By Madelaine B. Miraflor
A potential new fiscal regime on mining is now being deliberated in Senate, which would pave the way for the lifting of the ban on new mining projects. But the miners are not too enthusiastic about it.
Rocky Dimaculangan, vice president for corporate communications at Chamber of Mines of the Philippines (COMP), an organization of some of the country’s largest mining operations, said the mining sector will find it “extremely difficult” to live with either of the fiscal regimes that are now being pushed for at the senate.
The Senate committee on ways and means has issued a Notice of Public Hearing on January 29 to take into consideration the proposed legislative measures on Fiscal Regime and Revenue Sharing Arrangement for the Mining Industry, Mines and Geosciences Bureau (MGB) said.
Among those deliberated in the said hearing were House Bill (HB) 8400, which was approved by the House of Representatives in November last year, and Senate Bill (SB) 225, 927, and 1979.
SB 225 and 927 both propose a fiscal regime and revenue sharing arrangement between the government and the mining companies wherein the latter’s share shall be 10 percent of the operation’s gross revenue or 55 percent of the Adjusted Net Mining Revenue (ANMR), whichever is higher.
In the event that the ANMR margin exceeds 50 percent due to increase in metal prices or other factors, the government, as owner of the minerals, shall get 55 percent of the threshold ANMR plus 60 percent on the excess ANMR.
SB 1979, on the other hand, proposes to retain the royalty rate of 5 percent for all mining operations within Mineral Reservations, while for mining operations located outside Mineral Reservations, a phased-in rate is prescribed.

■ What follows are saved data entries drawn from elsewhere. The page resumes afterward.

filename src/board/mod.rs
//! The board repository: the live project graph plus every operation on it.
//!
//! Each mutating operation changes the in-memory graph, stages the affected
//! records with the [`Persistence`] backend, saves, and then notifies
//! subscribers with a single [`BoardEvent`]. Save failures are logged and
//! swallowed; the graph stays authoritative and the backend retries the
//! staged batch on the next save.
//!
//! Operations on entities that are no longer on the board do nothing and
//! report that through their return value (`false` or `None`).

mod events;

pub use events::{BoardEvent, SubscriptionId};

use uuid::Uuid;

use crate::error::{require_text, Error, Result};
use crate::models::*;
use crate::persistence::{EntityKey, Load, Persistence, Record};

use events::Subscribers;

/// One kanban column: a status and the project's tickets in it.
#[derive(Debug, Clone, PartialEq)]
pub struct Column<'a> {
    pub status: Status,
    pub tickets: Vec<&'a Ticket>,
}

pub struct Board<P> {
    projects: Vec<Project>,
    store: P,
    subscribers: Subscribers,
}

impl<P: Persistence + Load> Board<P> {
    /// Opens a board over whatever `store` already holds.
    pub fn load(store: P) -> anyhow::Result<Self> {
        let projects = store.load_projects()?;
        tracing::info!("Loaded {} project(s)", projects.len());
        Ok(Self {
            projects,
            store,
            subscribers: Subscribers::default(),
        })
    }
}
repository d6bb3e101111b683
pub mod dense;

pub use dense::Layer;
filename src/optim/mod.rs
pub mod sgd;

pub use sgd::Sgd;
pub mod error;
pub mod math;
pub mod activation;
pub mod layers;
pub mod network;
pub mod loss;
pub mod optim;
pub mod train;
pub mod bitmap;
pub mod plan;

// Convenience re-exports
pub use error::{NetworkError, Result};
pub use math::matrix::{Matrix, WeightInit};
pub use activation::activation::ActivationFunction;
pub use layers::dense::Layer;
pub use network::network::Network;
pub use network::spec::NetworkSpec;
pub use loss::loss_type::LossType;
pub use optim::sgd::Sgd;
pub use train::{train_loop, train_network, EpochStats, TrainConfig};
pub use bitmap::loader::BitmapLoader;
pub use plan::{resolve_spec, spec_path, Sample, TrainingPlan};
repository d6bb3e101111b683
use std::path::PathBuf;

/// Errors produced by the network, its persistence layer and the loaders
/// that feed it.
#[derive(thiserror::Error, Debug)]
pub enum NetworkError {
    #[error("Configuration error: {0}")]
    Configuration(String),

    #[error("Dimension mismatch for {what}: expected {expected}, got {actual}")]
    DimensionMismatch {
        what: &'static str,
        expected: usize,
        actual: usize,
    },

    #[error("I/O error on {}: {source}", .path.display())]
    Io {
        path: PathBuf,
        #[source]
        source: std::io::Error,
    },

    #[error("Format error: {0}")]
    Format(String),

    #[error("Training diverged: non-finite weight after epoch {epoch}")]
    Diverged { epoch: usize },
}

impl NetworkError {
    pub(crate) fn io(path: impl Into<PathBuf>, source: std::io::Error) -> Self {
        NetworkError::Io { path: path.into(), source }
    }

    /// Checks `actual` against `expected` for the named quantity.
    pub(crate) fn check_len(what: &'static str, expected: usize, actual: usize) -> Result<()> {
        if expected == actual {
            Ok(())
        } else {
            Err(NetworkError::DimensionMismatch { what, expected, actual })
        }
    }
}

pub type Result<T> = std::result::Result<T, NetworkError>;
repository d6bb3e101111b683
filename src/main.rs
//! xshape CLI
//!
//! Trains the X detector from a JSON training plan and scores new bitmaps.
//!
//! ```text
//! xshape train  --plan demos/plan.json --weights weights.txt
//! xshape detect --weights weights.txt demos/detection.txt
//! ```

use std::path::{Path, PathBuf};

use anyhow::{Context, Result};
use clap::{Parser, Subcommand};
use tracing::info;
use tracing_subscriber::{layer::SubscriberExt, util::SubscriberInitExt};

use xshape_nn::{resolve_spec, spec_path, train_loop, BitmapLoader, Network, TrainingPlan};

#[derive(Parser)]
#[command(name = "xshape")]
#[command(about = "Teach a small neural network to recognize an X in a bitmap")]
struct Cli {
    #[command(subcommand)]
    command: Commands,
}

#[derive(Subcommand)]
enum Commands {
    /// Train on the plan's labeled bitmaps and save the weights
    Train {
        /// Training plan (JSON)
        #[arg(short, long)]
        plan: PathBuf,

        /// Where to write the trained weights
        #[arg(short, long, default_value = "weights.txt")]
        weights: PathBuf,

        /// Override the plan's epoch count
        #[arg(short, long)]
        epochs: Option<usize>,

        /// Override the plan's learning rate
        #[arg(short, long)]
        learning_rate: Option<f64>,

        /// Seed for the initial weights (overrides the plan)
        #[arg(short, long)]
        seed: Option<u64>,
    },

    /// Score a bitmap with previously trained weights
    Detect {
        /// Bitmap to classify (text bitmap or image)
        bitmap: PathBuf,

        /// Trained weights
        #[arg(short, long, default_value = "weights.txt")]
        weights: PathBuf,

        /// Training plan to take the topology from when no spec file sits
        /// next to the weights
        #[arg(short, long)]
        plan: Option<PathBuf>,

        /// Scores at or above this value are reported as an X
        #[arg(short, long, default_value = "0.5")]
        threshold: f64,
    },
}

fn main() -> Result<()> {
    tracing_subscriber::registry()
        .with(tracing_subscriber::EnvFilter::new(
            std::env::var("RUST_LOG").unwrap_or_else(|_| "info".into()),
        ))
        .with(tracing_subscriber::fmt::layer().with_target(false))
        .init();

    let cli = Cli::parse();

    match cli.command {
        Commands::Train { plan, weights, epochs, learning_rate, seed } => {
            let mut plan = TrainingPlan::load_json(&plan)
                .with_context(|| format!("reading plan {}", plan.display()))?;
            if let Some(epochs) = epochs {
                plan.epochs = epochs;
            }
            if let Some(lr) = learning_rate {
                plan.learning_rate = lr;
            }
            if seed.is_some() {
                plan.seed = seed;
            }
            plan.validate()?;
            train(&plan, &weights)
        }
        Commands::Detect { bitmap, weights, plan, threshold } => detect(&bitmap, &weights, plan.as_deref(), threshold),
    }
}

fn train(plan: &TrainingPlan, weights: &Path) -> Result<()> {
    let (inputs, labels) = plan.load_samples().context("loading training bitmaps")?;

    let mut network = match plan.seed {
        Some(seed) => Network::with_seed(plan.network.clone(), seed)?,
        None => Network::new(plan.network.clone())?,
    };

    let stats = train_loop(&mut network, &inputs, &labels, &plan.train_config())?;
    info!(epochs = stats.epoch, loss = stats.train_loss, "training finished");

    network
        .save(weights)
        .with_context(|| format!("saving weights to {}", weights.display()))?;
    plan.network.save_json(spec_path(weights))?;

    println!("Network trained; weights saved to {}.", weights.display());
    Ok(())
}

fn detect(bitmap: &Path, weights: &Path, plan: Option<&Path>, threshold: f64) -> Result<()> {
    let spec = resolve_spec(weights, plan).context("finding the network topology")?;
    let mut network = Network::new(spec.clone())?;
    network
        .load(weights)
        .with_context(|| format!("loading weights from {}", weights.display()))?;
    info!(path = %weights.display(), "weights loaded");

    let input = BitmapLoader::for_input_size(spec.input_size)
        .load(bitmap)
        .with_context(|| format!("reading bitmap {}", bitmap.display()))?;
    let output = network.forward(&input)?;

    let score = output[0];
    println!("score: {score:.6}");
    if score >= threshold {
        println!("verdict: X");
    } else {
        println!("verdict: not X");
    }
    Ok(())
}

This version is akin to the original HB 8400, which was originally opposed by the miners and was eventually amended in a way that mining companies find more tolerable.
Dimaculangan said the Senate must adopt a law that will implement a mining tax structure similar to HB 8400.
From the original proposal of the Department of Finance (DOF), which imposes a 5 percent royalty on all mining firms in and out of mineral reservations, HB 8400 would now only mandate miners outside of mineral reservations to pay to the government a margin-based royalty on income from mining operations.
“The Chamber stands by its position that a structure based on a profits-based royalty and a windfall profits tax as passed by the House of Representatives, with the rates thereon tied to operating margins, is the most equitable manner in achieving this,” Dimaculangan said.
According to him, a profits-based royalty is the same structure used in other mineral-rich countries such as Canada, Peru, Chile and South Africa.
“By adopting this, the structure will help sustain existing mining operations and hopefully encourage quality investments in the hugely untapped Philippine minerals sector,” he further said.
A fiscal regime far from this would be detrimental to the mining industry, the COMP official added.
A new fiscal regime is needed before the government can lift the ban on new mining projects, which was put in place during the Aquino administration.
Under EO 79, no new mineral agreements should be approved “until a legislation rationalizing existing revenue sharing schemes and mechanisms shall have taken effect.”
In December, miners were left in lobbying for the lifting of EO 79.
The Department of Environment and Natural Resources (DENR), the government agency tasked to regulate the mining industry through MGB, particularly said it is now up to the Department of Finance (DOF) what ideal tax structure to slap against mining companies as well as to push for the lifting of ban on new mining projects.
When the excise tax hike on mineral products from 2 percent to 4 percent under The Tax Reform for Acceleration and Inclusion (TRAIN) Law was implemented, the DENR argued that it should already be considered as a new tax regime.
But the DOF clarified that TRAIN only increased the excise taxes and did not cover the implementation of a new fiscal regime for mining.
As of November last year, the mining sector continues to suffer from a decline in output but continued to net higher on the back of improved metal prices, which MGB described as “saving grace” for the industry.
During the first nine months of 2018, the country’s metallic production value grew by 11.25 percent year on year during the first nine months of the year from P83.26 billion to P92.62 billion.
However, mine production of gold, silver, nickel direct shipping ore (DSO) and mixed nickel-cobalt sulfide (MNCS) remained sluggish during the period.